Starting Ecrire on your development machine is a very simple process. Every time I look at the process of installing Ecrire, I try to simplify it to make it easier for non-ruby developers to get started in a foreign environment.
Ecrire comes with its own HTTP server that you can run in development. By default Rails (the foundation on which Ecrire is built) will install something called WebRick that will host your application. No need to install Apache, Nginx or any other http server. WebRick comes out of the box. What it lacks in concurrency and speed, it gains in ease of use. When you start a new project, you want to start working on the stuff that matters as fast as possible. You don't want to be stuck in some configuration hell.
Even if you're a PHP developer and aren't too sure about this whole Ruby business, you can install Ecrire in a few minutes and play with your new blog on your machine.
If you like it like I do, you'll eventually want to run it in production on your custom domain and test it even more. The genuine feeling from people outside the Ruby community might be to think that even though running Ecrire on a development machine is easy, going into production is probably a complicated business.
I have no idea if the JS or PHP community has something like Heroku, but that is a godsent to anyone wishing to go into production with the least amount of work possible. There are two things required to go into production:
- A (free) account on Heroku;
- The Heroku toolbelt that includes Git, Foreman and a Heroku client
I could go step by step here and explain how to get started with Heroku but it wouldn't do justice to the extremely detailed section on Heroku. This will guide you step by step whether you are a Windows, Linux or OS X user.
In that guide, you will also see it shows some basic information on how to create your application. That section is maybe a little bit vague so I'm going to take it over and show you how to publish your application on Heroku.
Going live for the first time
For those of you that have never worked with Git and Heroku, it may be a little bit hard to understand what happens when you push and what is a remote branch. A remote is a location where you want to push your code. It can be Github, Heroku, Bitbucket, your own remote server, anything.

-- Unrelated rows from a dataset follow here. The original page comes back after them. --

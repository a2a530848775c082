//! HTTP client configuration from TOML (`[http]` section)

use serde::{Deserialize, Serialize};
use std::time::Duration;

/// Raw HTTP client configuration from TOML
#[derive(Debug, Clone, PartialEq, Eq, Serialize, Deserialize)]
#[serde(default)]
pub struct FileHttpConfig {
    /// TCP/TLS connect timeout. Request time is bounded by `[retry]`.
    pub connect_timeout_ms: u64,
    pub user_agent: String,
}

impl Default for FileHttpConfig {
    fn default() -> Self {
        Self {
            connect_timeout_ms: 10_000,
            user_agent: concat!("translation-comparator/", env!("CARGO_PKG_VERSION")).to_string(),
        }
    }
}

impl FileHttpConfig {
    pub fn connect_timeout(&self) -> Duration {
        Duration::from_millis(self.connect_timeout_ms)
    }

    /// Build the client shared by every adapter
    pub fn build_client(&self) -> Result<reqwest::Client, reqwest::Error> {
        reqwest::Client::builder()
            .connect_timeout(self.connect_timeout())
            .user_agent(self.user_agent.clone())
            .build()
    }
}
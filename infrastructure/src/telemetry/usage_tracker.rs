//! File-backed usage ledger.
//!
//! [`UsageTracker`] implements the
//! [`TelemetryHook`](comparator_application::TelemetryHook) port: every
//! recorded call is charged to a [`UsageLedger`] that can be saved to and
//! reloaded from a JSON file between runs.

use chrono::NaiveDate;
use comparator_application::TelemetryHook;
use comparator_domain::{ProviderId, UsageLedger, UsageSummary};
use std::path::{Path, PathBuf};
use std::sync::{Mutex, PoisonError};
use thiserror::Error;
use tracing::{debug, warn};

#[derive(Debug, Error)]
pub enum UsageStoreError {
    #[error("usage file I/O error: {0}")]
    Io(#[from] std::io::Error),

    #[error("usage file encoding error: {0}")]
    Json(#[from] serde_json::Error),
}

type Clock = Box<dyn Fn() -> NaiveDate + Send + Sync>;

fn local_today() -> NaiveDate {
    chrono::Local::now().date_naive()
}

/// Thread-safe usage ledger with optional persistence
pub struct UsageTracker {
    ledger: Mutex<UsageLedger>,
    path: Option<PathBuf>,
    today: Clock,
}

impl UsageTracker {
    /// Ledger that lives only as long as the process
    pub fn in_memory() -> Self {
        Self {
            ledger: Mutex::new(UsageLedger::new(local_today())),
            path: None,
            today: Box::new(local_today),
        }
    }

    /// Load the ledger from `path`.
    ///
    /// A missing file starts an empty ledger. An unreadable file is
    /// reported and replaced on the next save.
    pub fn load(path: impl AsRef<Path>) -> Self {
        let path = path.as_ref();
        let today = local_today();

        let ledger = match std::fs::read_to_string(path) {
            Ok(content) => match serde_json::from_str::<UsageLedger>(&content) {
                Ok(mut ledger) => {
                    ledger.roll_over(today);
                    ledger
                }
                Err(e) => {
                    warn!("Ignoring unreadable usage file {}: {}", path.display(), e);
                    UsageLedger::new(today)
                }
            },
            Err(e) if e.kind() == std::io::ErrorKind::NotFound => UsageLedger::new(today),
            Err(e) => {
                warn!("Could not read usage file {}: {}", path.display(), e);
                UsageLedger::new(today)
            }
        };

        Self {
            ledger: Mutex::new(ledger),
            path: Some(path.to_path_buf()),
            today: Box::new(local_today),
        }
    }

    /// Replace the date source used for daily/monthly rollover
    pub fn with_clock<F>(mut self, today: F) -> Self
    where
        F: Fn() -> NaiveDate + Send + Sync + 'static,
    {
        self.today = Box::new(today);
        self
    }

    pub fn path(&self) -> Option<&Path> {
        self.path.as_deref()
    }

    pub fn summary(&self) -> UsageSummary {
        let today = (self.today)();
        let mut ledger = self.ledger.lock().unwrap_or_else(PoisonError::into_inner);
        ledger.roll_over(today);
        ledger.summary()
    }

    pub fn reset(&self) {
        let today = (self.today)();
        self.ledger
            .lock()
            .unwrap_or_else(PoisonError::into_inner)
            .reset(today);
    }

    /// Write the ledger to its file. No-op for in-memory trackers.
    pub fn save(&self) -> Result<(), UsageStoreError> {
        let Some(path) = &self.path else {
            return Ok(());
        };

        let json = {
            let ledger = self.ledger.lock().unwrap_or_else(PoisonError::into_inner);
            serde_json::to_string_pretty(&*ledger)?
        };

        if let Some(parent) = path.parent() {
            std::fs::create_dir_all(parent)?;
        }
        std::fs::write(path, json)?;
        debug!("Saved usage ledger to {}", path.display());
        Ok(())
    }
}

impl TelemetryHook for UsageTracker {
    fn record_call(&self, provider_id: &ProviderId, estimated_tokens: u32) {
        let today = (self.today)();
        let cost = self
            .ledger
            .lock()
            .unwrap_or_else(PoisonError::into_inner)
            .record(provider_id, estimated_tokens, today);
        debug!(provider = %provider_id, estimated_tokens, cost, "Recorded call");
    }
}
//! Infrastructure layer for translation-comparator
//!
//! This crate contains adapters that implement the ports defined
//! in the application layer: vendor HTTP clients, the usage tracker and
//! the outcome log, plus configuration file loading.

pub mod config;
pub mod logging;
pub mod providers;
pub mod telemetry;

// Re-export commonly used types
pub use config::{
    ConfigLoader, ConfigValidationError, FileComparisonConfig, FileConfig, FileHttpConfig,
    FileProviderEntry, FileProvidersConfig, FileRetryConfig, FileTelemetryConfig,
};
pub use logging::JsonlOutcomeLogger;
pub use providers::{
    ChatCompletionsAdapter, ClaudeAdapter, GeminiAdapter, VendorProfile, build_adapter,
    build_registry,
};
pub use telemetry::{UsageStoreError, UsageTracker};
//! Estimated usage and cost accounting.
//!
//! Every attempted provider call is charged a flat token estimate at a
//! per-provider rate; [`UsageLedger`] keeps running totals.

pub mod ledger;
pub mod rates;

pub use ledger::{ProviderUsage, UsageCounter, UsageLedger, UsageSummary};
pub use rates::{DEFAULT_ESTIMATED_TOKENS, cost_per_1k_tokens, estimate_cost};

When you push code to a remote branch, what you do is you update the remote with the changes you have locally.
In a very, very limited way, this is what happens. So now, let me create a new blog and publish it for the first time to Heroku. First, I'll create a new theme, create a new application on Heroku and commit all our files locally.
$ ecrire new my.blog.com && cd my.blog.com $ heroku create $ git add . $ git commit -m "First commit. Publishing to Heroku"
The second line does a lot and it may help you understand if I explain what it does. First, it sends a request to Heroku (with your credentials) to tell it to create a new application for you. Once Heroku returned the application address in form of a Git URL, Heroku will initialize your current repository with Git and will create a new remote named heroku.
From that point, your application is ready to go live.
You can see for yourself if Heroku added its remote to your git repository by showing all remotes.
$ git remote -v heroku https://git.heroku.com/stark-fog-398.git (fetch) heroku https://git.heroku.com/stark-fog-398.git (push)
So now, what you want to do, is to take your theme, and upload it to Heroku via git push. This will automatically configure everything on Heroku and launch your application in a production mode.
$ git push heroku master
Master is the main branch. If you try to push a different branch to Heroku, it will ignore it and won't update your application on the server.
Once you push to Heroku, you will see it packaging your application, downloading gemfiles, compiling assets and then, at the end, you'll see a URL where your application is deployed.
Copy & paste that URL in your browser. Your blog is alive!
But you can't write post yet, you don't have any user in the production environment. And that's why Heroku is so great. It provides a shell command for you to access your application's console. This console is configured by Ruby On Rails and it let's you access your database in a Ruby manner.
This is how you are going to use create your first user on your blog.
$ heroku run ecrire console > user = User.new > user.email = 'firstname.lastname@example.org' > user.password = 'your_password' > user.save! > exit
When Ecrire saves your user, it will encrypt your password so it's protected even if your database is breached.
Now, you should be able to log in to your blog and start writing new posts. You see, it's not hard to get started with Ecrire, give it a try.